Species of flowering plant

Trichilia triacantha, the bariaco, is a species of plant in the family Meliaceae. It is endemic to Puerto Rico.

== Description ==
The bariaco is a shrub or a tree reaching up to 9 m tall. It has leaves made up of several leathery, spine-toothed leaflets and the flowers are white. The fruit is a capsule with a red aril.

== Habitat ==
The plant grows in dry forest habitat on limestone substrates, often near intermittent streams.

== Conservation ==
As of 2007 there were 10 populations of the tree containing a total of 109 individuals. 47 of these were found to be fertile.
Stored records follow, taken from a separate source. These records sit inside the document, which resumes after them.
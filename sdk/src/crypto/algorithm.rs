//! # Signing Algorithms
//!
//! The node accepts two signature schemes. Each one is a zero-sized struct
//! implementing [`SignatureScheme`]; the closed [`Algorithm`] enum picks
//! between them at runtime and is what travels with every key pair and
//! signature.
//!
//! | variant     | wire id | secret | public | signature |
//! |-------------|---------|--------|--------|-----------|
//! | `Secp256k1` | 1       | 32     | 33 (compressed) | 64 (compact) |
//! | `Ed25519`   | 2       | 64 (seed ++ public key) | 32 | 64 |
//!
//! Verification never errors. Garbage in (wrong lengths, points not on the
//! curve, high-S junk) is simply `false`.

use std::fmt;
use std::str::FromStr;

use ed25519_dalek::{Signature as DalekSignature, Signer, SigningKey, Verifier, VerifyingKey};
use rand::rngs::OsRng;
use secp256k1::{ecdsa, Message, PublicKey, SecretKey, SECP256K1};
use serde::{Deserialize, Serialize};

use super::hash::{sha256, HASH_LEN};
use super::keys::KeyError;

// ---------------------------------------------------------------------------
// Scheme trait
// ---------------------------------------------------------------------------

/// One signature scheme: key generation, derivation, signing, verification.
///
/// `SecretKey` is the parsed, validated form of the secret. Once a caller
/// holds one, signing cannot fail.
pub trait SignatureScheme {
    type SecretKey: Clone;

    /// Wire id used by the node.
    const ID: u8;
    const NAME: &'static str;
    const SECRET_KEY_LEN: usize;
    const PUBLIC_KEY_LEN: usize;

    fn generate() -> Self::SecretKey;

    /// Validates length and content of raw secret key bytes.
    fn parse_secret_key(bytes: &[u8]) -> Result<Self::SecretKey, KeyError>;

    /// Raw bytes in the layout [`parse_secret_key`](Self::parse_secret_key) accepts.
    fn secret_key_bytes(secret: &Self::SecretKey) -> Vec<u8>;

    fn public_key(secret: &Self::SecretKey) -> Vec<u8>;

    fn sign(message: &[u8], secret: &Self::SecretKey) -> Vec<u8>;

    fn verify(message: &[u8], public_key: &[u8], signature: &[u8]) -> bool;
}

// ---------------------------------------------------------------------------
// secp256k1
// ---------------------------------------------------------------------------

/// ECDSA over secp256k1 with compressed public keys and compact signatures.
///
/// ECDSA signs a 32-byte digest. Transaction hashes already are one and are
/// signed as-is; any other message is SHA-256 hashed first.
#[derive(Debug, Clone, Copy)]
pub struct Secp256k1;

impl Secp256k1 {
    fn digest(message: &[u8]) -> Message {
        let digest: [u8; HASH_LEN] = match message.try_into() {
            Ok(digest) => digest,
            Err(_) => sha256(message),
        };
        Message::from_digest(digest)
    }
}

impl SignatureScheme for Secp256k1 {
    type SecretKey = SecretKey;

    const ID: u8 = 1;
    const NAME: &'static str = "secp256k1";
    const SECRET_KEY_LEN: usize = 32;
    const PUBLIC_KEY_LEN: usize = 33;

    fn generate() -> SecretKey {
        SecretKey::new(&mut OsRng)
    }

    fn parse_secret_key(bytes: &[u8]) -> Result<SecretKey, KeyError> {
        if bytes.len() != Self::SECRET_KEY_LEN {
            return Err(KeyError::InvalidKey(format!(
                "{} secret key must be {} bytes, got {}",
                Self::NAME,
                Self::SECRET_KEY_LEN,
                bytes.len()
            )));
        }
        SecretKey::from_slice(bytes).map_err(|_| {
            KeyError::InvalidKey(format!("{} secret key is not a valid scalar", Self::NAME))
        })
    }

    fn secret_key_bytes(secret: &SecretKey) -> Vec<u8> {
        secret.secret_bytes().to_vec()
    }

    fn public_key(secret: &SecretKey) -> Vec<u8> {
        PublicKey::from_secret_key_global(secret).serialize().to_vec()
    }

    fn sign(message: &[u8], secret: &SecretKey) -> Vec<u8> {
        SECP256K1
            .sign_ecdsa(&Self::digest(message), secret)
            .serialize_compact()
            .to_vec()
    }

    fn verify(message: &[u8], public_key: &[u8], signature: &[u8]) -> bool {
        let Ok(public_key) = PublicKey::from_slice(public_key) else {
            return false;
        };
        let Ok(mut signature) = ecdsa::Signature::from_compact(signature) else {
            return false;
        };
        // libsecp256k1 only accepts low-S; other signers may not normalise.
        signature.normalize_s();
        SECP256K1
            .verify_ecdsa(&Self::digest(message), &signature, &public_key)
            .is_ok()
    }
}

// ---------------------------------------------------------------------------
// Ed25519
// ---------------------------------------------------------------------------

/// Ed25519 with the 64-byte `seed ++ public key` secret layout that IOST
/// wallets store on disk.
#[derive(Debug, Clone, Copy)]
pub struct Ed25519;

impl SignatureScheme for Ed25519 {
    type SecretKey = SigningKey;

    const ID: u8 = 2;
    const NAME: &'static str = "ed25519";
    const SECRET_KEY_LEN: usize = ed25519_dalek::KEYPAIR_LENGTH;
    const PUBLIC_KEY_LEN: usize = ed25519_dalek::PUBLIC_KEY_LENGTH;

    fn generate() -> SigningKey {
        SigningKey::generate(&mut OsRng)
    }

    fn parse_secret_key(bytes: &[u8]) -> Result<SigningKey, KeyError> {
        let keypair: &[u8; ed25519_dalek::KEYPAIR_LENGTH] = bytes.try_into().map_err(|_| {
            KeyError::InvalidKey(format!(
                "{} secret key must be {} bytes, got {}",
                Self::NAME,
                Self::SECRET_KEY_LEN,
                bytes.len()
            ))
        })?;
        SigningKey::from_keypair_bytes(keypair).map_err(|_| {
            KeyError::InvalidKey(format!(
                "{} public key half does not match the seed",
                Self::NAME
            ))
        })
    }

    fn secret_key_bytes(secret: &SigningKey) -> Vec<u8> {
        secret.to_keypair_bytes().to_vec()
    }

    fn public_key(secret: &SigningKey) -> Vec<u8> {
        secret.verifying_key().to_bytes().to_vec()
    }

    fn sign(message: &[u8], secret: &SigningKey) -> Vec<u8> {
        secret.sign(message).to_bytes().to_vec()
    }

    fn verify(message: &[u8], public_key: &[u8], signature: &[u8]) -> bool {
        let Ok(public_key) = <&[u8; ed25519_dalek::PUBLIC_KEY_LENGTH]>::try_from(public_key) else {
            return false;
        };
        let Ok(verifying_key) = VerifyingKey::from_bytes(public_key) else {
            return false;
        };
        let Ok(signature) = DalekSignature::from_slice(signature) else {
            return false;
        };
        verifying_key.verify(message, &signature).is_ok()
    }
}

// ---------------------------------------------------------------------------
// Algorithm
// ---------------------------------------------------------------------------

/// The closed set of schemes the node understands.
#[derive(Debug, Clone, Copy, PartialEq, Eq, Hash, Serialize, Deserialize)]
#[serde(rename_all = "lowercase")]
pub enum Algorithm {
    Secp256k1,
    Ed25519,
}

impl Algorithm {
    pub const ALL: [Algorithm; 2] = [Algorithm::Secp256k1, Algorithm::Ed25519];

    /// Wire id used by the node.
    pub fn id(self) -> u8 {
        match self {
            Algorithm::Secp256k1 => Secp256k1::ID,
            Algorithm::Ed25519 => Ed25519::ID,
        }
    }

    pub fn name(self) -> &'static str {
        match self {
            Algorithm::Secp256k1 => Secp256k1::NAME,
            Algorithm::Ed25519 => Ed25519::NAME,
        }
    }

    /// Decodes a wire id. Unknown ids are [`KeyError::UnsupportedAlgorithm`].
    pub fn from_id(id: u8) -> Result<Self, KeyError> {
        Self::ALL
            .into_iter()
            .find(|a| a.id() == id)
            .ok_or_else(|| KeyError::UnsupportedAlgorithm(format!("id {id}")))
    }

    pub fn secret_key_len(self) -> usize {
        match self {
            Algorithm::Secp256k1 => Secp256k1::SECRET_KEY_LEN,
            Algorithm::Ed25519 => Ed25519::SECRET_KEY_LEN,
        }
    }

    pub fn public_key_len(self) -> usize {
        match self {
            Algorithm::Secp256k1 => Secp256k1::PUBLIC_KEY_LEN,
            Algorithm::Ed25519 => Ed25519::PUBLIC_KEY_LEN,
        }
    }

    /// Fresh secret key bytes from the OS RNG.
    pub fn generate_secret_key(self) -> Vec<u8> {
        match self {
            Algorithm::Secp256k1 => Secp256k1::secret_key_bytes(&Secp256k1::generate()),
            Algorithm::Ed25519 => Ed25519::secret_key_bytes(&Ed25519::generate()),
        }
    }

    pub fn derive_public_key(self, secret_key: &[u8]) -> Result<Vec<u8>, KeyError> {
        match self {
            Algorithm::Secp256k1 => derive::<Secp256k1>(secret_key),
            Algorithm::Ed25519 => derive::<Ed25519>(secret_key),
        }
    }

    pub fn sign(self, message: &[u8], secret_key: &[u8]) -> Result<Vec<u8>, KeyError> {
        match self {
            Algorithm::Secp256k1 => sign_raw::<Secp256k1>(message, secret_key),
            Algorithm::Ed25519 => sign_raw::<Ed25519>(message, secret_key),
        }
    }

    /// `true` only for a well-formed signature by `public_key` over `message`.
    pub fn verify(self, message: &[u8], public_key: &[u8], signature: &[u8]) -> bool {
        match self {
            Algorithm::Secp256k1 => Secp256k1::verify(message, public_key, signature),
            Algorithm::Ed25519 => Ed25519::verify(message, public_key, signature),
        }
    }
}

fn derive<S: SignatureScheme>(secret_key: &[u8]) -> Result<Vec<u8>, KeyError> {
    S::parse_secret_key(secret_key).map(|secret| S::public_key(&secret))
}

fn sign_raw<S: SignatureScheme>(message: &[u8], secret_key: &[u8]) -> Result<Vec<u8>, KeyError> {
    S::parse_secret_key(secret_key).map(|secret| S::sign(message, &secret))
}

impl fmt::Display for Algorithm {
    fn fmt(&self, f: &mut fmt::Formatter<'_>) -> fmt::Result {
        f.write_str(self.name())
    }
}

impl FromStr for Algorithm {
    type Err = KeyError;

    /// Case-insensitive: the CLI says `ed25519`, the HTTP gateway `ED25519`.
    fn from_str(s: &str) -> Result<Self, Self::Err> {
        Self::ALL
            .into_iter()
            .find(|a| a.name().eq_ignore_ascii_case(s))
            .ok_or_else(|| KeyError::UnsupportedAlgorithm(s.to_string()))
    }
}

// ---------------------------------------------------------------------------
// Tests
// ---------------------------------------------------------------------------

#[cfg(test)]
mod tests {
    use super::*;

    const SECP_SECRET: &str = "c6e193266883a500c6e51a117e012d96ad113d5f21f42b28eb648be92a78f92f";
    const SECP_PUBLIC: &str = "0314bf901a6640033ea07b39c6b3acb675fc0af6a6ab526f378216085a93e5c7a2";

    #[test]
    fn wire_ids_are_stable() {
        assert_eq!(Algorithm::Secp256k1.id(), 1);
        assert_eq!(Algorithm::Ed25519.id(), 2);
        assert_eq!(Algorithm::from_id(2).unwrap(), Algorithm::Ed25519);
    }

    #[test]
    fn unknown_id_is_unsupported() {
        assert!(matches!(
            Algorithm::from_id(9),
            Err(KeyError::UnsupportedAlgorithm(_))
        ));
        assert!(matches!(
            Algorithm::from_id(0),
            Err(KeyError::UnsupportedAlgorithm(_))
        ));
    }

    #[test]
    fn names_parse_case_insensitively() {
        assert_eq!("ED25519".parse::<Algorithm>().unwrap(), Algorithm::Ed25519);
        assert_eq!("secp256k1".parse::<Algorithm>().unwrap(), Algorithm::Secp256k1);
        assert!("rsa".parse::<Algorithm>().is_err());
        assert_eq!(Algorithm::Ed25519.to_string(), "ed25519");
    }

    #[test]
    fn secp256k1_derives_known_compressed_key() {
        let secret = hex::decode(SECP_SECRET).unwrap();
        let public = Algorithm::Secp256k1.derive_public_key(&secret).unwrap();
        assert_eq!(hex::encode(public), SECP_PUBLIC);
    }

    #[test]
    fn sign_verify_round_trip_for_every_algorithm() {
        let message = sha256(&[1, 2, 3, 4]);
        for algorithm in Algorithm::ALL {
            let secret = algorithm.generate_secret_key();
            assert_eq!(secret.len(), algorithm.secret_key_len());
            let public = algorithm.derive_public_key(&secret).unwrap();
            assert_eq!(public.len(), algorithm.public_key_len());
            let sig = algorithm.sign(&message, &secret).unwrap();
            assert!(
                algorithm.verify(&message, &public, &sig),
                "{algorithm} signature must verify"
            );
        }
    }

    #[test]
    fn secp256k1_signs_arbitrary_length_messages() {
        let secret = hex::decode(SECP_SECRET).unwrap();
        let public = hex::decode(SECP_PUBLIC).unwrap();
        let sig = Algorithm::Secp256k1.sign(b"not a digest", &secret).unwrap();
        assert_eq!(sig.len(), 64);
        assert!(Algorithm::Secp256k1.verify(b"not a digest", &public, &sig));
        assert!(!Algorithm::Secp256k1.verify(b"another message", &public, &sig));
    }

    #[test]
    fn flipped_signature_byte_is_false_not_error() {
        let message = sha256(b"hello");
        for algorithm in Algorithm::ALL {
            let secret = algorithm.generate_secret_key();
            let public = algorithm.derive_public_key(&secret).unwrap();
            let sig = algorithm.sign(&message, &secret).unwrap();
            for i in [0, 31, 63] {
                let mut bad = sig.clone();
                bad[i] ^= 0x01;
                assert!(!algorithm.verify(&message, &public, &bad), "{algorithm} byte {i}");
            }
        }
    }

    #[test]
    fn malformed_inputs_verify_false() {
        let message = sha256(b"hello");
        for algorithm in Algorithm::ALL {
            assert!(!algorithm.verify(&message, &[], &[]));
            assert!(!algorithm.verify(&message, &[0u8; 5], &[5, 6, 7, 8]));
        }
    }

    #[test]
    fn wrong_secret_length_is_invalid_key() {
        assert!(matches!(
            Algorithm::Secp256k1.derive_public_key(&[1u8; 31]),
            Err(KeyError::InvalidKey(_))
        ));
        assert!(matches!(
            Algorithm::Ed25519.derive_public_key(&[1u8; 32]),
            Err(KeyError::InvalidKey(_))
        ));
    }

    #[test]
    fn ed25519_rejects_mismatched_public_half() {
        let mut secret = Algorithm::Ed25519.generate_secret_key();
        secret[40] ^= 0xff;
        assert!(matches!(
            Algorithm::Ed25519.derive_public_key(&secret),
            Err(KeyError::InvalidKey(_))
        ));
    }

    #[test]
    fn secp256k1_zero_scalar_is_invalid() {
        assert!(Algorithm::Secp256k1.derive_public_key(&[0u8; 32]).is_err());
    }

    #[test]
    fn ed25519_signatures_are_deterministic() {
        let secret = Algorithm::Ed25519.generate_secret_key();
        let a = Algorithm::Ed25519.sign(b"msg", &secret).unwrap();
        let b = Algorithm::Ed25519.sign(b"msg", &secret).unwrap();
        assert_eq!(a, b);
    }
}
Six of the ten populations were located in the Guánica National Forest. Two of these were composed of single individuals located several kilometers from other members of the species, and so are unlikely to reproduce.

This plant has been overharvested because its wood is useful and attractive. It is additionally threatened by habitat loss, and as such is a federally listed endangered species of the United States.